“Becoming a cult leader is not as tough as you might think. All it takes is a little charisma and some insecure, feeble-minded followers. The reasons you might wanna become one are many -- it pays well (and all of it tax-exempt), you get lotsa nookie, you can get other people to do your laundry, etc…..
What follows, then, is a set of E-Z instructions by which you can soon amass your own group of pasty-faced, glassy-eyed sycophantic no-hopers who will do your bidding for you.
All you have to be is confident, to the absolute. Once you've established your basic set of core beliefs -- your schtick, as it were -- no matter how ridiculous they may be, entertain no doubts and brook no arguments. They are truth, and by extension so are you. Remember that everyone you meet is, deep inside, like a scrawny branch wavering in the stiff wind of life, just waiting for a big tree to sprout up alongside and protect them. Be that tree….

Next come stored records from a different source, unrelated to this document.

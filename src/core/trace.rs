//! Run trace and result types

use crate::core::{
    error::ErrorKind,
    geometry::{Point, Rect},
    node::ActionKind,
    state::ExecutionStatus,
};
use chrono::{DateTime, Utc};
use serde::{Deserialize, Serialize};
use uuid::Uuid;

/// What a successful recognition found
#[derive(Debug, Clone, PartialEq, Serialize, Deserialize)]
pub struct Match {
    /// Bounding box in capture coordinates; `None` for DirectHit
    #[serde(default, skip_serializing_if = "Option::is_none")]
    pub region: Option<Rect>,

    /// Detected text for OCR matches
    #[serde(default, skip_serializing_if = "Option::is_none")]
    pub text: Option<String>,

    /// Confidence or correlation score, 1.0 for DirectHit
    pub score: f64,
}

impl Match {
    /// The unconditional match of a DirectHit node
    pub fn direct() -> Self {
        Self {
            region: None,
            text: None,
            score: 1.0,
        }
    }

    pub fn region(region: Rect, score: f64) -> Self {
        Self {
            region: Some(region),
            text: None,
            score,
        }
    }

    pub fn text(region: Rect, text: impl Into<String>, score: f64) -> Self {
        Self {
            region: Some(region),
            text: Some(text.into()),
            score,
        }
    }

    pub fn center(&self) -> Option<Point> {
        self.region.map(|r| r.center())
    }
}

/// Recognition half of a [`NodeOutcome`]
#[derive(Debug, Clone, PartialEq, Serialize, Deserialize)]
#[serde(tag = "status", rename_all = "snake_case")]
pub enum RecognitionOutcome {
    Matched {
        attempts: u32,
        #[serde(flatten)]
        found: Match,
    },
    NotMatched {
        attempts: u32,
    },
}

impl RecognitionOutcome {
    pub fn is_matched(&self) -> bool {
        matches!(self, RecognitionOutcome::Matched { .. })
    }

    pub fn attempts(&self) -> u32 {
        match self {
            RecognitionOutcome::Matched { attempts, .. }
            | RecognitionOutcome::NotMatched { attempts } => *attempts,
        }
    }

    pub fn found(&self) -> Option<&Match> {
        match self {
            RecognitionOutcome::Matched { found, .. } => Some(found),
            RecognitionOutcome::NotMatched { .. } => None,
        }
    }
}

/// Action half of a [`NodeOutcome`]
#[derive(Debug, Clone, PartialEq, Eq, Serialize, Deserialize)]
#[serde(tag = "status", rename_all = "snake_case")]
pub enum ActionOutcome {
    /// Primitive calls were issued; `points` are the resolved coordinates
    Dispatched { kind: ActionKind, points: Vec<Point> },
    /// Recognition did not match, so nothing was dispatched
    Skipped,
    /// Dispatch started and failed
    Failed { kind: ActionKind },
}

impl ActionOutcome {
    pub fn is_dispatched(&self) -> bool {
        matches!(self, ActionOutcome::Dispatched { .. })
    }
}

/// Error attached to a trace entry
#[derive(Debug, Clone, PartialEq, Eq, Serialize, Deserialize)]
pub struct OutcomeError {
    pub kind: ErrorKind,
    pub message: String,
}

/// One trace entry, immutable once appended
#[derive(Debug, Clone, PartialEq, Serialize, Deserialize)]
pub struct NodeOutcome {
    pub node: String,
    pub recognition: RecognitionOutcome,
    pub action: ActionOutcome,
    pub timestamp: DateTime<Utc>,
    #[serde(default, skip_serializing_if = "Option::is_none")]
    pub error: Option<OutcomeError>,
}

impl NodeOutcome {
    /// Recognition matched and the action went out
    pub fn succeeded(&self) -> bool {
        self.recognition.is_matched() && self.action.is_dispatched() && self.error.is_none()
    }
}

/// How a run ended
#[derive(Debug, Clone, PartialEq, Eq, Serialize, Deserialize)]
#[serde(tag = "state", rename_all = "snake_case")]
pub enum FinalState {
    Succeeded,
    Failed {
        /// Node the failure is attributed to
        node: String,
        kind: ErrorKind,
        /// Recognition attempt at which the run ended, 0 when none was made
        attempt: u32,
        message: String,
    },
    Cancelled,
}

impl FinalState {
    pub fn status(&self) -> ExecutionStatus {
        match self {
            FinalState::Succeeded => ExecutionStatus::Completed,
            FinalState::Failed { .. } => ExecutionStatus::Failed,
            FinalState::Cancelled => ExecutionStatus::Cancelled,
        }
    }

    pub fn error_kind(&self) -> Option<ErrorKind> {
        match self {
            FinalState::Failed { kind, .. } => Some(*kind),
            _ => None,
        }
    }
}

/// Everything a caller gets back from a run
#[derive(Debug, Clone, PartialEq, Serialize, Deserialize)]
pub struct RunResult {
    pub run_id: Uuid,
    pub pipeline_name: String,
    pub controller_id: String,
    pub entry: String,
    pub final_state: FinalState,
    pub trace: Vec<NodeOutcome>,
    pub started_at: DateTime<Utc>,
    pub finished_at: DateTime<Utc>,
}

impl RunResult {
    pub fn status(&self) -> ExecutionStatus {
        self.final_state.status()
    }

    pub fn is_success(&self) -> bool {
        self.final_state == FinalState::Succeeded
    }

    /// Names of nodes in trace order
    pub fn visited(&self) -> Vec<&str> {
        self.trace.iter().map(|o| o.node.as_str()).collect()
    }

    pub fn duration(&self) -> chrono::Duration {
        self.finished_at - self.started_at
    }
}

Keep in mind that it doesn't really matter what tripe you feed your troupe, so long as you feed it to them with unswerving conviction. I read about one guru down in Australia who has nine wives and 69 children, and all he ever preaches to them about is equal rights for women and Hawaiian culture! To paraphrase Elvis, white trash is as white trash does, there's no in-between, you're either with it all the way or you've blown the scene. In other words, try the laundromat. Down at the local suds parlor you'll find oodles of brain-dead scum, Perfect cult fodder. Seek out those who seem to be alone, and those who act like whipped pups…. Use you imagination; think like your potential victims think. Don't rule out ethnics. And above all, remember that no matter how dumb you are, most of the population is even stupider, so almost everyone you meet is worth your consideration...
To truly capture the body you must truly capture the mind, and the first step in doing so is to figure out your mark's weaknesses. Think big -- decide if they're insecure, alienated, feeling unloved, etc. A big fat juicy sucker will most likely exhibit symptoms of all of these and more, and be ripe for the picking….
Whatever your potential followers' needs are, give to them in grand, exaggerated gestures. If they want for food and shelter, provide them with sumptuous meals and a comfortable bed, and make sure they know they can stay as long as they like. If it's love they long for, you cannot possibly show them too much of it, and passing a little pussy their way couldn't hurt, either. If it's spiritual fulfillment they're after, go all-out with the holy-holy routine, and don't rule out speaking in tongues. If lack of self-esteem is the problem, tell them over and over again how good they are, how worthy of being alive. Lie as much as seems necessary, and don't be afraid to pounce on any and every vulnerability they might display. "
Amusing, I thought, and containing elements of truth.